This paper analyses Ann Petry’s passage “The Street” and the use of the stylistic devices to describe an urban setting. Ann Petry’s use of imagery, detail, and figurative language helps establish Lutie Johnson’s to the urban setting as someone in search of a place to stay on 116th street. Imagery, detail, and figurative language also describe the state of the town. The discussion below gives and the understanding of the poem and how it helps to establish a town setting.
The passage begins with a description of “cold November wind” responsible for spending most people indoors. The wind rattled the garbage cans and sucked window shades. This initial use of imagery service to establish the setting of the passage of which Lutie Johnson is part of. Also, the mention of theatre throwaways and lodge meetings papers which are predominantly with the urban setting help to establish the setting as an urban centre. The images of these papers help to establish the setting. In the poem the images of the house that Lutie is looking for, “… the original coat of white paint was streaked…” as well establishes the state of the houses at that place. Which would probably mean that it had other tenants, therefore; it’s the current state. The imagery gives the passage a sense of place which is important to Lutie’s relationship with the setting.
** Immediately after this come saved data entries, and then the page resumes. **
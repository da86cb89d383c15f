// SPDX-License-Identifier: PMPL-1.0-or-later
// Copyright (c) 2026 Jonathan D.A. Jewell (hyperpolymath) <jonathan.jewell@open.ac.uk>
//
// Alarm notification manager.
//
// Owns the fixed notification channel and the single alarm notification id.
// Every post reuses that id, so at most one alarm notification is ever live.

use std::sync::Arc;
use std::sync::atomic::{AtomicBool, Ordering};

use lightalarm_core::config::{BridgeConfig, PermissionDenialPolicy};
use lightalarm_core::error::{AlarmBridgeError, Result};
use lightalarm_core::types::{
    NotificationChannelSpec, NotificationId, NotificationRequest, NotificationSpec,
};
use tracing::{debug, info, warn};

use crate::traits::NativeNotifications;

/// Posts and cancels the alarm notification through a platform bridge.
pub struct NotificationManager<B: ?Sized> {
    bridge: Arc<B>,
    channel: NotificationChannelSpec,
    notification_id: NotificationId,
    permission_denial: PermissionDenialPolicy,
    channel_ready: AtomicBool,
}

impl<B: NativeNotifications + ?Sized> NotificationManager<B> {
    pub fn new(bridge: Arc<B>, config: &BridgeConfig) -> Self {
        Self {
            bridge,
            channel: config.notification_channel.clone(),
            notification_id: config.notification_id,
            permission_denial: config.permission_denial,
            channel_ready: AtomicBool::new(false),
        }
    }

    /// Register the alarm channel if the host needs one. Safe to call
    /// repeatedly; only the first successful call reaches the host.
    pub fn ensure_channel(&self) -> Result<()> {
        if self.channel_ready.load(Ordering::Acquire) {
            return Ok(());
        }
        if !self.bridge.requires_notification_channel() {
            debug!("host does not use notification channels");
            self.channel_ready.store(true, Ordering::Release);
            return Ok(());
        }

        self.bridge.create_notification_channel(&self.channel)?;
        self.channel_ready.store(true, Ordering::Release);
        info!(
            channel = %self.channel.id,
            importance = ?self.channel.importance,
            sound = self.channel.sound_enabled,
            "notification channel registered"
        );
        Ok(())
    }

    /// Post the alarm notification, replacing any previous one.
    pub fn show(&self, request: &NotificationRequest) -> Result<()> {
        self.ensure_channel()?;

        let spec = NotificationSpec::alarm(self.notification_id, &self.channel.id, request);
        match self.bridge.post_notification(&spec) {
            Ok(()) => {
                info!(
                    id = %spec.id,
                    title = %spec.title,
                    auto_cancel = spec.auto_cancel,
                    ongoing = spec.ongoing,
                    "alarm notification posted"
                );
                Ok(())
            }
            Err(AlarmBridgeError::PermissionDenied) => {
                warn!(id = %spec.id, "notification permission denied; nothing posted");
                match self.permission_denial {
                    PermissionDenialPolicy::Report => Err(AlarmBridgeError::PermissionDenied),
                    PermissionDenialPolicy::Swallow => Ok(()),
                }
            }
            Err(e) => Err(e),
        }
    }

    /// Remove the alarm notification. No-op when none is posted.
    pub fn cancel(&self) -> Result<()> {
        self.bridge.cancel_notification(self.notification_id)?;
        info!(id = %self.notification_id, "alarm notification cancelled");
        Ok(())
    }
}

#[cfg(test)]
mod tests {
    use super::*;
    use crate::stub::StubBridge;

    fn manager(stub: &Arc<StubBridge>, config: &BridgeConfig) -> NotificationManager<StubBridge> {
        NotificationManager::new(Arc::clone(stub), config)
    }

    #[test]
    fn ensure_channel_registers_once() {
        let stub = Arc::new(StubBridge::new());
        let notifications = manager(&stub, &BridgeConfig::default());
        notifications.ensure_channel().unwrap();
        notifications.ensure_channel().unwrap();
        notifications.show(&NotificationRequest::default()).unwrap();
        assert_eq!(stub.channel_registrations(), 1);
        let channel = stub.channel("alarm_channel").unwrap();
        assert!(!channel.sound_enabled);
    }

    #[test]
    fn legacy_host_skips_channel() {
        let stub = Arc::new(StubBridge::legacy());
        let notifications = manager(&stub, &BridgeConfig::default());
        notifications.show(&NotificationRequest::default()).unwrap();
        assert_eq!(stub.channel_registrations(), 0);
        assert_eq!(stub.notification_count(), 1);
    }

    #[test]
    fn show_posts_under_fixed_id() {
        let stub = Arc::new(StubBridge::new());
        let notifications = manager(&stub, &BridgeConfig::default());
        notifications
            .show(&NotificationRequest {
                title: "Morning".into(),
                ..Default::default()
            })
            .unwrap();
        let posted = stub.notification(NotificationId(1001)).unwrap();
        assert_eq!(posted.title, "Morning");
        assert_eq!(posted.channel_id, "alarm_channel");
        assert!(posted.full_screen_intent);
    }

    #[test]
    fn cancel_without_notification_is_noop() {
        let stub = Arc::new(StubBridge::new());
        let notifications = manager(&stub, &BridgeConfig::default());
        notifications.cancel().unwrap();
        assert_eq!(stub.notification_count(), 0);
    }

    #[test]
    fn permission_denial_is_reported_by_default() {
        let stub = Arc::new(StubBridge::new());
        stub.set_notifications_denied(true);
        let notifications = manager(&stub, &BridgeConfig::default());
        let err = notifications.show(&NotificationRequest::default()).unwrap_err();
        assert!(matches!(err, AlarmBridgeError::PermissionDenied));
    }

    #[test]
    fn permission_denial_can_be_swallowed() {
        let stub = Arc::new(StubBridge::new());
        stub.set_notifications_denied(true);
        let config = BridgeConfig {
            permission_denial: PermissionDenialPolicy::Swallow,
            ..Default::default()
        };
        let notifications = manager(&stub, &config);
        notifications.show(&NotificationRequest::default()).unwrap();
        assert_eq!(stub.notification_count(), 0);
    }
}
Furthermore on in the passage, Petry uses a selection of detail to give it the urban setting. The wind continues to be a force to be reckoned with as it found scrap paper and sent it dancing. Petry describes multiple types of paper from announcements of heavy wax paper. These particular details enhance the urban setting. Petry also takes care to describe the battle between the wind and the pedestrians. The wind lifted dirt into their noses, “wrapped in the newspaper around their feet”. And “…grabbed their hats…” Through the selection of detail, Petry further establishes the urban setting and those in it. The description of the room and the details about it help to establish the setting. The apartment is said to be “three rooms, steam heat, parquet floors, respectable tenants and reasonable.” All these details described apartments for hire which are common in the urban setting. The details serve as a comparison to Lutie Johnson and they help to advance the urban setting.
Through the passage, Petry makes use of figurative language most notably personification. Petry gives wind the ability to assault, fine grab, and pry. Theses human-like qualities transform the “cold November wind” into an antagonist for Lutie and the other pedestrians that deal with it. By giving Lutie an element that a post her. The wind is also given the human attribute of discouraging. It is only humans that can discourage other people. In the passage, “it did everything to discourage people from walking along the street” this statement asserts personification and also solidifies an urban setting as streets are commonly in urban centres. Petry further established duties relating to the urban setting. As Lutie attempted to redesign, the wind made it nearly impossible. Even the simplest of tasks was made difficult. By personifying wind, Petry solidifies Lutie’s relationship to the setting.
In conclusion, through the use of imagery, selection of detail and figurative language, Petry establishes Lutie Johnson’s relationship to the urban setting, that of a pedestrian searching for a place to stay. The three devices help to identify the setting of the passage. They give details which describe actions, events and the setting of an urban centre. Petry succeeds to establish the setting of the passage through imagery, selection of detail, and figurative language.
“The Street” Questions.
Break down the prompt into 4 questions:
What is the setting of the passage?
How does imagery achieve to establish the setting in the passage?
How does the selection of detail achieve to establish the setting in the passage?
In which way does figurative language help to achieve setting in the passage?
What is happening in the passage?
Lutie Johnson is on a house hunt and the wind is disturbing her and the pedestrians that all walking through the streets going for their daily errands.
What is the “it” that paragraph 2 refers to?
It refers to the wind. Later in that paragraph, we get a mention of wind blowing the papers high in the air and they ‘dance’ in the air.
Give two examples of personification and why they are significant?
The wind is personified as discouraging people. it is a human attribute to discourage therefore; the wind is personified. This is important since it helps to determine the reaction of people and what people feel about it.
The wind is also personified as having a hand which it uses to lift Lutie’s hair. This attribute helps to describe the mood of the people towards the wind.
Give two examples of imagery and why they are significant?
The description of papers on the streets such as lodging meetings and theatre throwaways help to create mental images of the setting is described.
The description of the houses and the fact that now the iron is exposed as rusting reveals the state of the people and the town.
Give 2 examples of details and why they are significant?
The description of different types of paper that is wax paper and other papers help to reveal the activities of the place described in the village.
The apartment description as; three rooms, steam heat reveal the status of the people that stay in the place.
What kind of a person is Lutie Johnson in the passage?
A tenant who is in search of a place to stay.
What does Lutie Johnson realize by the end of the passage?
She realizes that she has found a place that she was looking for and it is reasonable according to her.
What is Lutie johnson’s relationship with the urban setting?
A sincere relationship since she likes to stay in the urban setting which offers what she exactly wants. She goes in search of a three-room apartment.
Why is this relationship significant?
The relationship helps us to establish her choice of place to stay.